Pitchfork’s evolving best albums of the 1980s lists show an interesting move over time towards at least some reconsideration of the significance of the Antipodean music of the era, this from a publication launched in 1995 that (along with other online journals like PopMatters and The Quietus) has looked to challenge the historical authority of Rolling Stone et al. Initially, Pitchfork’s November 2002 ‘Top 100 Albums of the 1980s’ list incorporated not a single artist or musician from south of the equator (unless one concedes the Zulu backing musicians on Paul Simon’s Graceland). A 2018 update, doubled in size to ‘The 200 Best Albums of the 1980s’, at last found room for a record from New Zealand: the Clean’s Compilation, at no. 151, credited by reviewer Jesse Jarnow as ‘finding devotees in [‘90s US alt-rock groups] Pavement and Yo La Tengo, and inspiring a major indie vogue for all things New Zealand’. Albums by AC/DC, INXS and Nick Cave and the Bad Seeds too came to be numbered amongst the best 200 of that decade, though the latter’s From Her to Eternity was the only one rated in Pitchfork’s top 100 (at no. 63).

James E. Perone’s the album

Curated by a Professor in Music at the University of Mount Union, Ohio and containing contributions from a number of other music theory scholars, The Album: A guide to pop music’s most provocative, influential and important creations (Citation2012) is a four volume publication that constitutes a rare overt engagement by the academic set in constructing modern music’s list of greats.

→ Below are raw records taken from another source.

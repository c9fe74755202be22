//! First lowering pass: declarations

use super::body::{PendingBody, PendingParam};
use super::lower::{collect_type_names, DeclScope, Lowerer};
use super::symbols::{lookup_context, FunctionEntry, TypeEntry, TypeTarget, TypedSymbol};
use super::syntax::{
    column, declarator_name, declarator_suffix, declared_type, end_line, field_children,
    first_child_of_kind, function_declarator, line, named_children, simple_name, split_qualified,
    squash, strip_template_args, text, type_prefix,
};
use crate::kind::CursorKind;
use crate::tree::{NodeData, NodeId};
use tree_sitter::Node;

/// Where a function declaration lives
enum Owner {
    Record(String),
    Namespace(String),
}

/// Syntax pieces of a function declaration or definition
struct Callable<'t> {
    item: Node<'t>,
    declarator: Node<'t>,
    type_node: Option<Node<'t>>,
    body: Option<Node<'t>>,
    initializers: Option<Node<'t>>,
}
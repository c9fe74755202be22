use thiserror::Error;

/// Result type for AST operations
pub type Result<T> = std::result::Result<T, AstError>;

/// Errors that can occur while loading or producing an AST
#[derive(Error, Debug)]
pub enum AstError {
    /// The dump references a node that does not exist
    #[error("Dangling node reference: {field} of node {node} points to {target}")]
    DanglingReference {
        node: usize,
        field: &'static str,
        target: usize,
    },

    /// The AST has no usable root
    #[error("AST root missing: {0}")]
    MissingRoot(String),

    /// The dump is structurally inconsistent
    #[error("Invalid AST: {0}")]
    Invalid(String),

    /// Failed to parse source code
    #[error("Parse error: {0}")]
    ParseError(String),

    /// Tree-sitter error
    #[error("Tree-sitter error: {0}")]
    TreeSitterError(String),

    /// JSON (de)serialization failed
    #[error("JSON error: {0}")]
    Json(#[from] serde_json::Error),

    /// IO error occurred
    #[error("IO error: {0}")]
    IoError(#[from] std::io::Error),
}

impl AstError {
    /// Create a parse error
    pub fn parse(msg: impl Into<String>) -> Self {
        Self::ParseError(msg.into())
    }

    /// Create an invalid-AST error
    pub fn invalid(msg: impl Into<String>) -> Self {
        Self::Invalid(msg.into())
    }

    /// Create a tree-sitter error
    pub fn tree_sitter(msg: impl Into<String>) -> Self {
        Self::TreeSitterError(msg.into())
    }
}
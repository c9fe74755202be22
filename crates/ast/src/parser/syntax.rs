//! Small helpers over tree-sitter nodes

use tree_sitter::Node;

pub(super) fn text<'s>(node: Node<'_>, src: &'s str) -> &'s str {
    node.utf8_text(src.as_bytes()).unwrap_or_default()
}

/// Collapse runs of whitespace into single spaces
pub(super) fn squash(text: &str) -> String {
    text.split_whitespace().collect::<Vec<_>>().join(" ")
}

pub(super) fn named_children<'t>(node: Node<'t>) -> Vec<Node<'t>> {
    let mut cursor = node.walk();
    let children: Vec<_> = node
        .named_children(&mut cursor)
        .filter(|child| child.kind() != "comment")
        .collect();
    children
}

pub(super) fn field_children<'t>(node: Node<'t>, field: &str) -> Vec<Node<'t>> {
    let mut cursor = node.walk();
    let children: Vec<_> = node.children_by_field_name(field, &mut cursor).collect();
    children
}

pub(super) fn first_child_of_kind<'t>(node: Node<'t>, kind: &str) -> Option<Node<'t>> {
    named_children(node).into_iter().find(|child| child.kind() == kind)
}

pub(super) fn line(node: Node<'_>) -> u32 {
    u32::try_from(node.start_position().row + 1).unwrap_or(u32::MAX)
}

pub(super) fn end_line(node: Node<'_>) -> u32 {
    u32::try_from(node.end_position().row + 1).unwrap_or(u32::MAX)
}

pub(super) fn column(node: Node<'_>) -> u32 {
    u32::try_from(node.start_position().column + 1).unwrap_or(u32::MAX)
}

/// Split `A::B<int>::c` at top-level `::` separators
pub(super) fn split_qualified(name: &str) -> Vec<String> {
    let mut parts = Vec::new();
    let mut depth = 0usize;
    let mut current = String::new();
    let mut chars = name.chars().peekable();
    while let Some(ch) = chars.next() {
        match ch {
            '<' => {
                depth += 1;
                current.push(ch);
            }
            '>' => {
                depth = depth.saturating_sub(1);
                current.push(ch);
            }
            ':' if depth == 0 && chars.peek() == Some(&':') => {
                chars.next();
                let part = current.trim().to_string();
                if !part.is_empty() {
                    parts.push(part);
                }
                current.clear();
            }
            _ => current.push(ch),
        }
    }
    let part = current.trim().to_string();
    if !part.is_empty() {
        parts.push(part);
    }
    parts
}

/// Drop template argument lists: `std::vector<int>::iterator` -> `std::vector::iterator`
pub(super) fn strip_template_args(name: &str) -> String {
    if name.starts_with("operator") {
        return name.to_string();
    }
    let mut out = String::with_capacity(name.len());
    let mut depth = 0usize;
    for ch in name.chars() {
        match ch {
            '<' => depth += 1,
            '>' => depth = depth.saturating_sub(1),
            _ if depth == 0 => out.push(ch),
            _ => {}
        }
    }
    out.trim().to_string()
}

/// Last component of a qualified name
pub(super) fn simple_name(qualified: &str) -> String {
    split_qualified(qualified).pop().unwrap_or_default()
}

/// Innermost name of a declarator chain (`&name`, `*const name`, `name[4]`, `name = 3`)
pub(super) fn declarator_name(node: Node<'_>) -> Option<Node<'_>> {
    let mut current = node;
    loop {
        match current.kind() {
            "identifier" | "field_identifier" | "type_identifier" | "qualified_identifier"
            | "destructor_name" | "operator_name" => return Some(current),
            "reference_declarator" => {
                // reference_declarator has no `declarator` field
                current = named_children(current).into_iter().last()?;
            }
            _ => current = current.child_by_field_name("declarator")?,
        }
    }
}

/// Pointer/reference suffix a declarator adds to its base type (` &`, ` *`, ` * const`)
pub(super) fn declarator_suffix(node: Option<Node<'_>>, src: &str) -> String {
    let mut suffix = String::new();
    let mut current = node;
    while let Some(decl) = current {
        match decl.kind() {
            "reference_declarator" | "abstract_reference_declarator" => {
                let token = decl
                    .child(0)
                    .map(|t| text(t, src))
                    .unwrap_or("&");
                suffix.push(' ');
                suffix.push_str(token);
                current = named_children(decl).into_iter().last();
            }
            "pointer_declarator" | "abstract_pointer_declarator" => {
                suffix.push_str(" *");
                for qualifier in named_children(decl)
                    .into_iter()
                    .filter(|c| c.kind() == "type_qualifier")
                {
                    suffix.push(' ');
                    suffix.push_str(text(qualifier, src));
                }
                current = decl.child_by_field_name("declarator");
            }
            "array_declarator" | "abstract_array_declarator" => {
                suffix.push_str(" []");
                current = decl.child_by_field_name("declarator");
            }
            "init_declarator" => current = decl.child_by_field_name("declarator"),
            _ => break,
        }
    }
    suffix
}

/// Locate the `function_declarator` a declarator wraps, if it declares a function
pub(super) fn function_declarator(node: Node<'_>) -> Option<Node<'_>> {
    let mut current = node;
    loop {
        match current.kind() {
            "function_declarator" => return Some(current),
            "pointer_declarator" => current = current.child_by_field_name("declarator")?,
            "reference_declarator" => current = named_children(current).into_iter().last()?,
            _ => return None,
        }
    }
}

/// Text of a declaration before its (first) declarator: `const Entities::Person`
pub(super) fn type_prefix(decl: Node<'_>, declarator: Option<Node<'_>>, src: &str) -> String {
    let end = declarator.map_or(decl.end_byte(), |d| d.start_byte());
    squash(src.get(decl.start_byte()..end).unwrap_or_default())
}

/// Spelling of a declaration's type: text before the declarator plus its suffix
pub(super) fn declared_type(decl: Node<'_>, declarator: Option<Node<'_>>, src: &str) -> String {
    let mut spelled = type_prefix(decl, declarator, src);
    spelled.push_str(&declarator_suffix(declarator, src));
    spelled
}

/// Strip cv-qualifiers, elaborated keywords, pointers and references
pub(super) fn bare_type(type_text: &str) -> String {
    let spaced = type_text.replace(['&', '*'], " ");
    spaced
        .split_whitespace()
        .filter(|word| {
            !matches!(
                *word,
                "const" | "volatile" | "class" | "struct" | "union" | "enum" | "typename" | "mutable" | "static"
            )
        })
        .collect::<Vec<_>>()
        .join(" ")
        .trim_start_matches("::")
        .to_string()
}

/// First template argument of `name<...>`
pub(super) fn first_template_arg(type_text: &str) -> Option<&str> {
    let open = type_text.find('<')?;
    let close = type_text.rfind('>')?;
    let inner = type_text.get(open + 1..close)?;
    let mut depth = 0usize;
    for (idx, ch) in inner.char_indices() {
        match ch {
            '<' => depth += 1,
            '>' => depth = depth.saturating_sub(1),
            ',' if depth == 0 => return Some(inner[..idx].trim()),
            _ => {}
        }
    }
    Some(inner.trim())
}
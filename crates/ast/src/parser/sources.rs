//! Loading a translation unit and the project headers it includes

use super::syntax::{named_children, text};
use crate::error::{AstError, Result};
use crate::paths::{normalize_path, to_slash};
use std::collections::{HashMap, VecDeque};
use std::io;
use std::path::{Path, PathBuf};
use tree_sitter::{Node, Parser, Tree};

/// Reads a file's contents by path
pub type SourceLoader<'a> = dyn Fn(&Path) -> io::Result<String> + 'a;

pub(super) struct SourceFile {
    pub path: String,
    pub text: String,
    pub tree: Tree,
}

/// Parsed files of one translation unit, main file first
pub(super) struct SourceSet {
    pub files: Vec<SourceFile>,
    /// `(file, byte offset of the #include)` -> included file
    pub includes: HashMap<(usize, usize), usize>,
}

impl SourceSet {
    pub fn load(
        parser: &mut Parser,
        main: &str,
        include_dirs: &[PathBuf],
        loader: &SourceLoader<'_>,
    ) -> Result<Self> {
        let text = loader(Path::new(main))?;
        let mut set = Self {
            files: Vec::new(),
            includes: HashMap::new(),
        };
        let mut index = HashMap::new();
        let mut queue = VecDeque::new();

        let directives = set.push(parser, main.to_string(), text)?;
        index.insert(main.to_string(), 0);
        queue.push_back((0, directives));

        while let Some((file, directives)) = queue.pop_front() {
            for (offset, name) in directives {
                let candidates = include_candidates(&set.files[file].path, &name, include_dirs);
                let mut resolved = None;
                for candidate in candidates {
                    if let Some(&known) = index.get(&candidate) {
                        resolved = Some(known);
                        break;
                    }
                    match loader(Path::new(&candidate)) {
                        Ok(text) => {
                            let directives = set.push(parser, candidate.clone(), text)?;
                            let id = set.files.len() - 1;
                            index.insert(candidate, id);
                            queue.push_back((id, directives));
                            resolved = Some(id);
                            break;
                        }
                        Err(err) => {
                            log::trace!("include candidate {candidate} not readable: {err}");
                        }
                    }
                }
                match resolved {
                    Some(target) => {
                        set.includes.insert((file, offset), target);
                    }
                    None => log::debug!(
                        "{}: include \"{name}\" not found, skipping",
                        set.files[file].path
                    ),
                }
            }
        }
        log::debug!("{main}: loaded {} file(s)", set.files.len());
        Ok(set)
    }

    /// Parse `text` and return its quoted `#include` directives
    fn push(&mut self, parser: &mut Parser, path: String, text: String) -> Result<Vec<(usize, String)>> {
        let tree = parser
            .parse(&text, None)
            .ok_or_else(|| AstError::parse(format!("tree-sitter produced no tree for {path}")))?;
        let mut directives = Vec::new();
        collect_includes(tree.root_node(), &text, &mut directives);
        self.files.push(SourceFile { path, text, tree });
        Ok(directives)
    }
}

/// Quoted includes resolve next to the including file first, then in the
/// include directories. Angle-bracket includes are system headers and are
/// not followed.
fn include_candidates(includer: &str, name: &str, include_dirs: &[PathBuf]) -> Vec<String> {
    let parent = Path::new(includer).parent().unwrap_or_else(|| Path::new(""));
    std::iter::once(parent.to_path_buf())
        .chain(include_dirs.iter().cloned())
        .map(|dir| to_slash(&normalize_path(&dir.join(name))))
        .collect()
}

fn collect_includes(node: Node<'_>, src: &str, out: &mut Vec<(usize, String)>) {
    for child in named_children(node) {
        if child.kind() == "preproc_include" {
            if let Some(path) = child.child_by_field_name("path") {
                if path.kind() == "string_literal" {
                    let name = text(path, src).trim_matches('"').to_string();
                    if !name.is_empty() {
                        out.push((child.start_byte(), name));
                    }
                }
            }
        } else {
            collect_includes(child, src, out);
        }
    }
}
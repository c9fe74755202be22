//! Compilation databases (`compile_commands.json`).

use anyhow::{Context, Result};
use cxxgraph_ast::paths::absolutize;
use ignore::WalkBuilder;
use serde::Deserialize;
use std::collections::HashSet;
use std::fs;
use std::path::{Path, PathBuf};

pub const DATABASE_FILE: &str = "compile_commands.json";

/// One entry of a compilation database
#[derive(Debug, Clone, Deserialize)]
pub struct CompileCommand {
    pub directory: PathBuf,
    pub file: PathBuf,
    #[serde(default)]
    pub arguments: Option<Vec<String>>,
    #[serde(default)]
    pub command: Option<String>,
    #[serde(default)]
    pub output: Option<PathBuf>,
}

impl CompileCommand {
    /// Compiler arguments, from `arguments` or split from `command`
    pub fn args(&self) -> Vec<String> {
        match (&self.arguments, &self.command) {
            (Some(arguments), _) => arguments.clone(),
            (None, Some(command)) => split_command(command),
            (None, None) => Vec::new(),
        }
    }
}

/// A translation unit ready to be parsed
#[derive(Debug, Clone, PartialEq, Eq)]
pub struct CompileUnit {
    /// Absolute, normalized path of the main source file
    pub source: PathBuf,
    pub directory: PathBuf,
    pub include_dirs: Vec<PathBuf>,
}

/// Every `compile_commands.json` below `root` (.gitignore aware)
pub fn find_databases(root: &Path) -> Vec<PathBuf> {
    let mut found = Vec::new();
    let mut builder = WalkBuilder::new(root);
    builder
        .hidden(true)
        .git_ignore(true)
        .git_global(true)
        .git_exclude(true);

    for result in builder.build() {
        match result {
            Ok(entry) => {
                if entry.file_type().is_some_and(|t| t.is_file()) && entry.file_name() == DATABASE_FILE {
                    found.push(entry.path().to_path_buf());
                }
            }
            Err(e) => log::warn!("Failed to read entry: {e}"),
        }
    }
    found.sort();
    log::info!("Found {} compilation database(s) under {}", found.len(), root.display());
    found
}

/// Translation units of one database. Relative directories are taken
/// relative to the database's own directory.
pub fn load_database(path: &Path) -> Result<Vec<CompileUnit>> {
    let text = fs::read_to_string(path).with_context(|| format!("Failed to read {}", path.display()))?;
    let commands: Vec<CompileCommand> =
        serde_json::from_str(&text).with_context(|| format!("Invalid compilation database {}", path.display()))?;
    let base = path.parent().unwrap_or_else(|| Path::new("."));

    Ok(commands
        .into_iter()
        .map(|command| {
            let directory = absolutize(&command.directory, base);
            let args = command.args();
            CompileUnit {
                source: absolutize(&command.file, &directory),
                include_dirs: include_dirs(&args, &directory),
                directory,
            }
        })
        .collect())
}

/// Units of all databases, first occurrence of each source file wins
pub fn load_all(databases: &[PathBuf]) -> Vec<CompileUnit> {
    let mut seen = HashSet::new();
    let mut units = Vec::new();
    for database in databases {
        match load_database(database) {
            Ok(loaded) => units.extend(loaded.into_iter().filter(|unit| seen.insert(unit.source.clone()))),
            Err(e) => log::warn!("Skipping {}: {e:#}", database.display()),
        }
    }
    units
}

/// `-I dir`, `-Idir`, `-iquote dir` and `-iquotedir`, resolved against `directory`
pub fn include_dirs(args: &[String], directory: &Path) -> Vec<PathBuf> {
    let mut dirs = Vec::new();
    let mut iter = args.iter();
    while let Some(arg) = iter.next() {
        let value = match arg.as_str() {
            "-I" | "-iquote" => iter.next().cloned(),
            other => other
                .strip_prefix("-iquote")
                .or_else(|| other.strip_prefix("-I"))
                .filter(|rest| !rest.is_empty())
                .map(str::to_string),
        };
        if let Some(dir) = value {
            dirs.push(absolutize(Path::new(&dir), directory));
        }
    }
    dirs
}

/// Split a shell command line on whitespace, honouring quotes and
/// backslash escapes
pub fn split_command(command: &str) -> Vec<String> {
    let mut args = Vec::new();
    let mut current = String::new();
    let mut in_word = false;
    let mut quote: Option<char> = None;
    let mut chars = command.chars();

    while let Some(c) = chars.next() {
        match (quote, c) {
            (Some(q), c) if c == q => quote = None,
            (Some('"'), '\\') | (None, '\\') => {
                if let Some(next) = chars.next() {
                    current.push(next);
                }
                in_word = true;
            }
            (Some(_), c) => current.push(c),
            (None, '"' | '\'') => {
                quote = Some(c);
                in_word = true;
            }
            (None, c) if c.is_whitespace() => {
                if in_word {
                    args.push(std::mem::take(&mut current));
                    in_word = false;
                }
            }
            (None, c) => {
                current.push(c);
                in_word = true;
            }
        }
    }
    if in_word {
        args.push(current);
    }
    args
}

#[cfg(test)]
mod tests {
    use super::*;
    use pretty_assertions::assert_eq;

    #[test]
    fn splits_quoted_commands() {
        assert_eq!(
            split_command(r#"g++ -I "my dir" -DNAME=\"x\" 'a b.cpp'  -c"#),
            vec!["g++", "-I", "my dir", "-DNAME=\"x\"", "a b.cpp", "-c"]
        );
        assert_eq!(split_command("  "), Vec::<String>::new());
        assert_eq!(split_command("cc \"\""), vec!["cc", ""]);
    }

    #[test]
    fn extracts_include_dirs() {
        let args: Vec<String> = ["g++", "-Iinclude", "-I", "/abs", "-iquote", "q", "-Wall", "-I"]
            .map(String::from)
            .to_vec();
        assert_eq!(
            include_dirs(&args, Path::new("/build")),
            vec![
                PathBuf::from("/build/include"),
                PathBuf::from("/abs"),
                PathBuf::from("/build/q"),
            ]
        );
    }

    #[test]
    fn loads_both_entry_styles() {
        let dir = tempfile::tempdir().unwrap();
        let db = dir.path().join(DATABASE_FILE);
        std::fs::write(
            &db,
            r#"[
                {"directory": "build", "file": "../src/a.cpp", "arguments": ["c++", "-I../include", "-c", "../src/a.cpp"]},
                {"directory": "/abs/build", "file": "/abs/src/b.cpp", "command": "c++ -I /abs/inc -c /abs/src/b.cpp"}
            ]"#,
        )
        .unwrap();

        let units = load_database(&db).unwrap();
        assert_eq!(units.len(), 2);
        assert_eq!(units[0].source, dir.path().join("src/a.cpp"));
        assert_eq!(units[0].include_dirs, vec![dir.path().join("include")]);
        assert_eq!(units[1].source, PathBuf::from("/abs/src/b.cpp"));
        assert_eq!(units[1].include_dirs, vec![PathBuf::from("/abs/inc")]);
    }

    #[test]
    fn finds_nested_databases_and_dedupes_units() {
        let dir = tempfile::tempdir().unwrap();
        let entry = format!(
            r#"[{{"directory": "{}", "file": "main.cpp", "command": "c++ main.cpp"}}]"#,
            dir.path().display()
        );
        for sub in ["one", "two/deeper"] {
            std::fs::create_dir_all(dir.path().join(sub)).unwrap();
            std::fs::write(dir.path().join(sub).join(DATABASE_FILE), &entry).unwrap();
        }

        let databases = find_databases(dir.path());
        assert_eq!(databases.len(), 2);
        assert_eq!(load_all(&databases).len(), 1);
    }
}
use crate::types::CodeGraph;
use cxxgraph_ast::Extensions;
use petgraph::stable_graph::NodeIndex;
use petgraph::Direction;
use std::collections::HashMap;

/// Collapse nodes that share a `namespace_position` into one.
///
/// Within each group the first node declared in a source file is kept
/// (or the first node when none is), inherits every edge of the others
/// and the strongest kind of the group. Returns the number of removed nodes.
/// Running it twice changes nothing the second time.
pub fn canonicalize(graph: &mut CodeGraph, extensions: &Extensions) -> usize {
    let mut order: Vec<String> = Vec::new();
    let mut groups: HashMap<String, Vec<NodeIndex>> = HashMap::new();
    for (idx, node) in graph.nodes() {
        let group = groups.entry(node.namespace_position.clone()).or_default();
        if group.is_empty() {
            order.push(node.namespace_position.clone());
        }
        group.push(idx);
    }

    let mut removed = 0;
    for position in order {
        let Some(group) = groups.remove(&position) else {
            continue;
        };
        if group.len() < 2 {
            continue;
        }

        let canonical = group
            .iter()
            .copied()
            .find(|&idx| {
                graph
                    .get_node(idx)
                    .is_some_and(|node| extensions.is_source(&node.declaration_file))
            })
            .unwrap_or(group[0]);

        let strongest = group.iter().filter_map(|&idx| graph.get_node(idx)).map(|node| node.kind).max();
        if let (Some(strongest), Some(node)) = (strongest, graph.graph.node_weight_mut(canonical)) {
            node.kind = node.kind.max(strongest);
        }

        for &duplicate in group.iter().filter(|&&idx| idx != canonical) {
            redirect(graph, duplicate, canonical);
            if let Some(node) = graph.remove_node(duplicate) {
                log::debug!("merged {} into canonical node for {}", node.key, position);
                removed += 1;
            }
        }
    }

    if removed > 0 {
        log::info!("canonicalization merged {removed} duplicate node(s)");
    }
    removed
}

/// Move every edge of `from` onto `to`, skipping loops and duplicates
fn redirect(graph: &mut CodeGraph, from: NodeIndex, to: NodeIndex) {
    for (source, relation) in graph.neighbours(from, Direction::Incoming) {
        graph.add_relation(source, to, relation);
    }
    for (target, relation) in graph.neighbours(from, Direction::Outgoing) {
        graph.add_relation(to, target, relation);
    }
}

#[cfg(test)]
mod tests {
    use super::*;
    use crate::types::{test_node, NodeKind, Relation};
    use pretty_assertions::assert_eq;

    /// `main.cpp` calls `Person::getName()` as seen from the header while
    /// `Entities.cpp` defines it
    fn split_graph() -> CodeGraph {
        let mut graph = CodeGraph::new();
        let main = graph.upsert(test_node("main.cpp#main()", NodeKind::Decl));
        let header = graph.upsert(test_node("Entities.h#Person::getName()", NodeKind::Call));
        let class = graph.upsert(test_node("Entities.h#Person", NodeKind::Decl));
        let source = graph.upsert(test_node("Entities.cpp#Person::getName()", NodeKind::Decl));
        let field = graph.upsert(test_node("Entities.h#Person::name", NodeKind::Call));
        graph.add_relation(main, header, Relation::CallsClassFunction);
        graph.add_relation(class, header, Relation::ContainsFunction);
        graph.add_relation(class, source, Relation::ContainsFunction);
        graph.add_relation(source, field, Relation::UsesCustomType);
        graph
    }

    #[test]
    fn prefers_source_file_nodes() {
        let mut graph = split_graph();
        assert_eq!(canonicalize(&mut graph, &Extensions::default()), 1);

        assert!(graph.find_node("Entities.h#Person::getName()").is_none());
        let canonical = graph.node("Entities.cpp#Person::getName()").unwrap();
        assert_eq!(canonical.kind, NodeKind::Decl);
        assert!(graph.has_relation("main.cpp#main()", "Entities.cpp#Person::getName()", Relation::CallsClassFunction));
        assert!(graph.has_relation("Entities.h#Person", "Entities.cpp#Person::getName()", Relation::ContainsFunction));
        // the shared containment edge was not doubled
        assert_eq!(graph.edge_count(), 3);
    }

    #[test]
    fn falls_back_to_the_first_node_and_keeps_the_strongest_kind() {
        let mut graph = CodeGraph::new();
        let first = graph.upsert(test_node("a.h#f()", NodeKind::Call));
        let second = graph.upsert(test_node("b.h#f()", NodeKind::Decl));
        let user = graph.upsert(test_node("x.cpp#g()", NodeKind::Decl));
        graph.add_relation(user, second, Relation::CallsFunction);
        graph.add_relation(first, second, Relation::CallsFunction);

        canonicalize(&mut graph, &Extensions::default());
        assert_eq!(graph.node_count(), 2);
        assert_eq!(graph.node("a.h#f()").unwrap().kind, NodeKind::Decl);
        assert!(graph.has_relation("x.cpp#g()", "a.h#f()", Relation::CallsFunction));
        assert!(!graph.has_edge(first, first, Relation::CallsFunction));
    }

    #[test]
    fn is_idempotent() {
        let mut graph = split_graph();
        canonicalize(&mut graph, &Extensions::default());
        let once = graph.snapshot();
        assert_eq!(canonicalize(&mut graph, &Extensions::default()), 0);
        assert_eq!(graph.snapshot(), once);
    }
}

It contains in-depth references to 163 albums released between 1963 and 2010, plus an appendix with briefer entries on a further 101 ‘provocative, influential and important’ records. As well as implicating scholarly critics in the evaluative domain, the publication implies that its assessments are of an intrinsically higher level than those of journalistic critics: the back cover asserts ‘a depth of analysis that goes beyond that in other books about essential albums’. One thing, nonetheless, is certain: this type of reference text only exacerbates the problem of modern music as a phenomenon almost entirely framed from the perspective of the global North, with little recognition of sounds simultaneously emanating from Africa, South America, Asia or Oceania.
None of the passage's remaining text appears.